そのため学術の世界で一時を過ごすには、学問上の批判と人格攻撃を切り離せないと精神的につらいです。
しかし他の社会ではこの切り離しはあまりないことなので、慣れない人が出てくるのも無理からぬ話ではあります。
いや、ぶっちゃけ慣れても、つらいものはつらい。
落ち込むと自分だけがダメなのではないか、今回の場合だと、ちゃんとした指摘や当然の批判なのに傷ついてしまう自分だけが特別弱いのではないか、などと思いがちですが、それは違います。
あなたと研究室の他の人の差はほんの紙一重、おそらくあなたが回避できたことを、他の人たちはできなかっただけだと思います。
人間心理の仕様として、不安や恐怖は回避することで増悪します。回避によって不安や恐怖は大きくなり、ますます回避したくなり、回避と不安や恐怖は正のフィードバックがかかって増大していきます。こうして最初はちょっといやだなぐらいのことも回避し続けるととんでもなく大きな恐怖に成長します。
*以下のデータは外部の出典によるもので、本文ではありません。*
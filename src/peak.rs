use std::fmt;

#[cfg(feature = "serde")]
use serde::{Deserialize, Serialize};

const BLUE_UPPER_NM: f64 = 500.0;
const GREEN_UPPER_NM: f64 = 580.0;

/// A coarse visible-light classification of a spectral line.
///
/// This is a reporting convention, not a color matching function.
#[derive(Debug, Clone, Copy, PartialEq, Eq, Hash, PartialOrd, Ord)]
#[cfg_attr(feature = "serde", derive(Serialize, Deserialize))]
pub enum ColorBand {
    Blue,
    Green,
    Red,
}

impl ColorBand {
    /// All bands in ascending wavelength order
    pub const ALL: [ColorBand; 3] = [ColorBand::Blue, ColorBand::Green, ColorBand::Red];

    /// `< 500 nm` is blue, `[500, 580)` is green and anything from `580 nm` up is red
    pub fn from_wavelength(wavelength_nm: f64) -> Self {
        if wavelength_nm < BLUE_UPPER_NM {
            Self::Blue
        } else if wavelength_nm < GREEN_UPPER_NM {
            Self::Green
        } else {
            Self::Red
        }
    }

    pub fn name(&self) -> &'static str {
        match self {
            Self::Blue => "Blue",
            Self::Green => "Green",
            Self::Red => "Red",
        }
    }
}

impl fmt::Display for ColorBand {
    fn fmt(&self, f: &mut fmt::Formatter<'_>) -> fmt::Result {
        f.write_str(self.name())
    }
}

/// One extremum detected in one sample's spectrum
#[derive(Debug, Clone, PartialEq)]
#[cfg_attr(feature = "serde", derive(Serialize, Deserialize))]
pub struct PeakRecord {
    /// Which temporal sample the peak came from
    pub sample_index: usize,
    /// A human readable label for the sample, used only for diagnostics
    pub source_id: String,
    pub wavelength_nm: f64,
    pub intensity: f64,
}

impl PeakRecord {
    pub fn new<S: Into<String>>(
        sample_index: usize,
        source_id: S,
        wavelength_nm: f64,
        intensity: f64,
    ) -> Self {
        Self {
            sample_index,
            source_id: source_id.into(),
            wavelength_nm,
            intensity,
        }
    }

    pub fn color_band(&self) -> ColorBand {
        ColorBand::from_wavelength(self.wavelength_nm)
    }
}

impl fmt::Display for PeakRecord {
    fn fmt(&self, f: &mut fmt::Formatter) -> fmt::Result {
        write!(
            f,
            "PeakRecord({}, {}, {}, {})",
            self.sample_index, self.source_id, self.wavelength_nm, self.intensity
        )
    }
}
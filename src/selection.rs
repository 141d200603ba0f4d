//! Choose the dominant groups that stand for the red, green and blue source lines.
use std::cmp::Ordering;
use std::fmt;

use log::info;

#[cfg(feature = "serde")]
use serde::{Deserialize, Serialize};

use crate::clustering::{GroupId, PeakGroup, PeakGroups};
use crate::peak::ColorBand;

/// How many principal groups are selected at most
pub const PRINCIPAL_COUNT: usize = 3;

/// How principal groups are chosen from the ranking
#[derive(Debug, Default, Clone, Copy, PartialEq, Eq)]
#[cfg_attr(feature = "serde", derive(Serialize, Deserialize))]
pub enum SelectionPolicy {
    /// The best group of each of Blue, Green and Red, filling any empty band
    /// from the overall ranking
    #[default]
    OnePerBand,
    /// The three best groups regardless of color
    TopThree,
}

impl fmt::Display for SelectionPolicy {
    fn fmt(&self, f: &mut fmt::Formatter<'_>) -> fmt::Result {
        match self {
            Self::OnePerBand => f.write_str("one-per-band"),
            Self::TopThree => f.write_str("top-three"),
        }
    }
}

/// Higher detection rate first, then higher mean intensity, then lower id
fn rank_order(a: &PeakGroup, b: &PeakGroup, total_samples: usize) -> Ordering {
    b.detection_rate_pct(total_samples)
        .total_cmp(&a.detection_rate_pct(total_samples))
        .then_with(|| b.mean_intensity.total_cmp(&a.mean_intensity))
        .then_with(|| a.id.cmp(&b.id))
}

/// The group ids of `groups` from best to worst
pub fn rank_groups(groups: &PeakGroups, total_samples: usize) -> Vec<GroupId> {
    let mut ranked: Vec<&PeakGroup> = groups.iter().collect();
    ranked.sort_by(|a, b| rank_order(a, b, total_samples));
    ranked.into_iter().map(|g| g.id).collect()
}

impl SelectionPolicy {
    /// Pick up to [`PRINCIPAL_COUNT`] ids out of a best-first `ranking`
    pub fn choose(&self, groups: &PeakGroups, ranking: &[GroupId]) -> Vec<GroupId> {
        match self {
            Self::TopThree => ranking.iter().copied().take(PRINCIPAL_COUNT).collect(),
            Self::OnePerBand => {
                let mut chosen: Vec<GroupId> = ColorBand::ALL
                    .iter()
                    .filter_map(|band| {
                        ranking.iter().copied().find(|id| {
                            groups
                                .get(*id)
                                .is_some_and(|g| g.color_band == *band)
                        })
                    })
                    .collect();
                for id in ranking {
                    if chosen.len() >= PRINCIPAL_COUNT {
                        break;
                    }
                    if !chosen.contains(id) {
                        chosen.push(*id);
                    }
                }
                chosen
            }
        }
    }
}

/// Mark the principal groups of `groups` under `policy` and label them
/// `RGB-{i} ({color_band})` in ascending wavelength order.
///
/// Any earlier selection is cleared first. Returns the selected ids in
/// ascending wavelength order, fewer than three when fewer groups exist.
pub fn select_principal(
    groups: &mut PeakGroups,
    total_samples: usize,
    policy: SelectionPolicy,
) -> Vec<GroupId> {
    groups.clear_principal();
    let ranking = rank_groups(groups, total_samples);
    let mut selected = policy.choose(groups, &ranking);
    // Ids follow ascending mean wavelength
    selected.sort();

    for (i, id) in selected.iter().enumerate() {
        if let Some(group) = groups.get_mut(*id) {
            group.is_principal = true;
            group.rank_label = Some(format!("RGB-{} ({})", i + 1, group.color_band));
            info!(
                "Principal line {}: {:.2} nm, detection rate {:.1}%, mean intensity {:.2}",
                i + 1,
                group.mean_wavelength_nm,
                group.detection_rate_pct(total_samples),
                group.mean_intensity
            );
        }
    }
    selected
}
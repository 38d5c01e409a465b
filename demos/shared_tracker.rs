//! A location thread feeds a shared tracker while the main thread watches it.
//!
//! Run with: cargo run --example shared_tracker

use loop_closure::{geo_utils, DetectionConfig, LoopTracker, PathPoint, Position, SessionConfig, SessionState};
use std::sync::Arc;
use std::thread;
use std::time::Duration;

fn main() {
    let config = SessionConfig {
        detection: DetectionConfig {
            closure_distance_threshold_meters: 15.0,
            min_points_before_detection: 10,
            ..DetectionConfig::default()
        },
        ..SessionConfig::default()
    };
    let tracker = Arc::new(LoopTracker::new("shared-walk", config));

    // Circle of radius 60 m, one fix every 10 degrees
    let center = PathPoint::new(51.5074, -0.1278);
    let fixes: Vec<Position> = (0..=40)
        .map(|k| {
            let angle = (k as f64 * 10.0).to_radians();
            let p = geo_utils::offset_point(&center, 60.0 * angle.cos(), 60.0 * angle.sin());
            Position::new(p.latitude, p.longitude, 5.0, k as i64 * 1000)
        })
        .collect();

    let producer = {
        let tracker = Arc::clone(&tracker);
        thread::spawn(move || {
            for fix in fixes {
                match tracker.ingest_and_poll(&fix) {
                    Ok((_, closure)) if closure.closed => break,
                    Ok(_) => thread::sleep(Duration::from_millis(5)),
                    Err(e) => {
                        println!("producer stopped: {}", e);
                        break;
                    }
                }
            }
        })
    };

    loop {
        let snapshot = tracker.snapshot();
        println!(
            "[{}] {} points, {:.0} m walked",
            snapshot.state, snapshot.point_count, snapshot.path_length_meters
        );
        if snapshot.state != SessionState::Tracking || producer.is_finished() {
            break;
        }
        thread::sleep(Duration::from_millis(20));
    }

    if producer.join().is_err() {
        println!("producer panicked");
        return;
    }

    match tracker.finalize() {
        Ok(payload) => println!(
            "\nCircle: {} ring points, {:.0} m² (expected ~{:.0} m²)",
            payload.ring.len(),
            payload.area_sq_meters,
            std::f64::consts::PI * 60.0 * 60.0
        ),
        Err(e) => println!("\nNot finalized: {}", e),
    }
}
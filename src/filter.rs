//! # Position Filter
//!
//! Gatekeeper between the location source and the path store. Noisy fixes are
//! routine on phones, so a rejection is a normal outcome and never an error:
//! the fix is dropped, logged at `debug`, and the path is left untouched.

use log::debug;

use crate::geo_utils::haversine_distance;
use crate::path::Path;
use crate::{PathPoint, Position};

/// Configuration for accepting raw GPS fixes.
#[derive(Debug, Clone, PartialEq)]
#[cfg_attr(feature = "ffi", derive(uniffi::Record))]
pub struct FilterConfig {
    /// Fixes reporting a horizontal accuracy worse than this are dropped.
    /// Default: 250.0 meters
    pub max_accuracy_meters: f64,

    /// Fixes closer than this to the last accepted point count as no movement.
    /// Exact repeats of the last point are always dropped.
    /// Default: 0.0 meters
    pub min_movement_meters: f64,
}

impl Default for FilterConfig {
    fn default() -> Self {
        Self {
            max_accuracy_meters: 250.0,
            min_movement_meters: 0.0,
        }
    }
}

impl FilterConfig {
    /// Tighter profile for callers that can wait for a good fix.
    pub fn strict() -> Self {
        Self {
            max_accuracy_meters: 100.0,
            min_movement_meters: 2.0,
        }
    }
}

/// Why a fix was dropped.
#[derive(Debug, Clone, Copy, PartialEq, Eq)]
#[cfg_attr(feature = "ffi", derive(uniffi::Enum))]
pub enum RejectReason {
    /// Coordinates are NaN, infinite, or outside WGS84 ranges
    InvalidCoordinates,
    /// Reported accuracy exceeds the configured maximum
    LowAccuracy,
    /// No movement since the last accepted point
    Duplicate,
}

/// Result of offering a fix to the filter.
#[derive(Debug, Clone, Copy, PartialEq)]
#[cfg_attr(feature = "ffi", derive(uniffi::Enum))]
pub enum IngestOutcome {
    Accepted { point: PathPoint },
    Rejected { reason: RejectReason },
}

impl IngestOutcome {
    pub fn is_accepted(&self) -> bool {
        matches!(self, IngestOutcome::Accepted { .. })
    }

    /// The appended point, if the fix was accepted.
    pub fn point(&self) -> Option<PathPoint> {
        match self {
            IngestOutcome::Accepted { point } => Some(*point),
            IngestOutcome::Rejected { .. } => None,
        }
    }
}

/// Validates raw fixes and appends the accepted ones to a [`Path`].
#[derive(Debug, Clone, Default)]
pub struct PositionFilter {
    config: FilterConfig,
}

impl PositionFilter {
    pub fn new(config: FilterConfig) -> Self {
        Self { config }
    }

    pub fn config(&self) -> &FilterConfig {
        &self.config
    }

    /// Offer a raw fix. On acceptance the point is appended to `path`.
    ///
    /// # Example
    /// ```
    /// use loop_closure::{FilterConfig, Path, Position, PositionFilter};
    ///
    /// let filter = PositionFilter::new(FilterConfig::default());
    /// let mut path = Path::new();
    ///
    /// let good = Position::new(51.5074, -0.1278, 8.0, 1_700_000_000_000);
    /// let noisy = Position::new(51.5080, -0.1290, 900.0, 1_700_000_005_000);
    ///
    /// assert!(filter.accept(&good, &mut path).is_accepted());
    /// assert!(!filter.accept(&noisy, &mut path).is_accepted());
    /// assert_eq!(path.len(), 1);
    /// ```
    pub fn accept(&self, raw: &Position, path: &mut Path) -> IngestOutcome {
        match self.check(raw, path) {
            Ok(point) => {
                path.append(point);
                IngestOutcome::Accepted { point }
            }
            Err(reason) => {
                debug!(
                    "[PositionFilter] Dropped fix ({:.6}, {:.6}) acc={:.1}m: {:?}",
                    raw.latitude, raw.longitude, raw.accuracy_meters, reason
                );
                IngestOutcome::Rejected { reason }
            }
        }
    }

    fn check(&self, raw: &Position, path: &Path) -> Result<PathPoint, RejectReason> {
        let point = raw.point();
        if !point.is_valid() {
            return Err(RejectReason::InvalidCoordinates);
        }

        // NaN accuracy compares false, so test the accepting range explicitly
        let accuracy_ok = raw.accuracy_meters >= 0.0
            && raw.accuracy_meters <= self.config.max_accuracy_meters;
        if !accuracy_ok {
            return Err(RejectReason::LowAccuracy);
        }

        if let Some(last) = path.last() {
            if *last == point || haversine_distance(last, &point) < self.config.min_movement_meters {
                return Err(RejectReason::Duplicate);
            }
        }

        Ok(point)
    }
}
逆にうまく逃げられなかった人たちは、そのことで恐怖や不安に次第に慣れていきます。相変わらず、つらいことはつらいのですが、逃げ出すまではいかないレベルに落ち着いてきます。
最後になるかどうかともかく、いずれにせよ、もう一度だけは、担当教官と話をすることになると思います。上記のことを心にとめておけば、次は逃げ出すことに失敗しやすくなるかもしれません。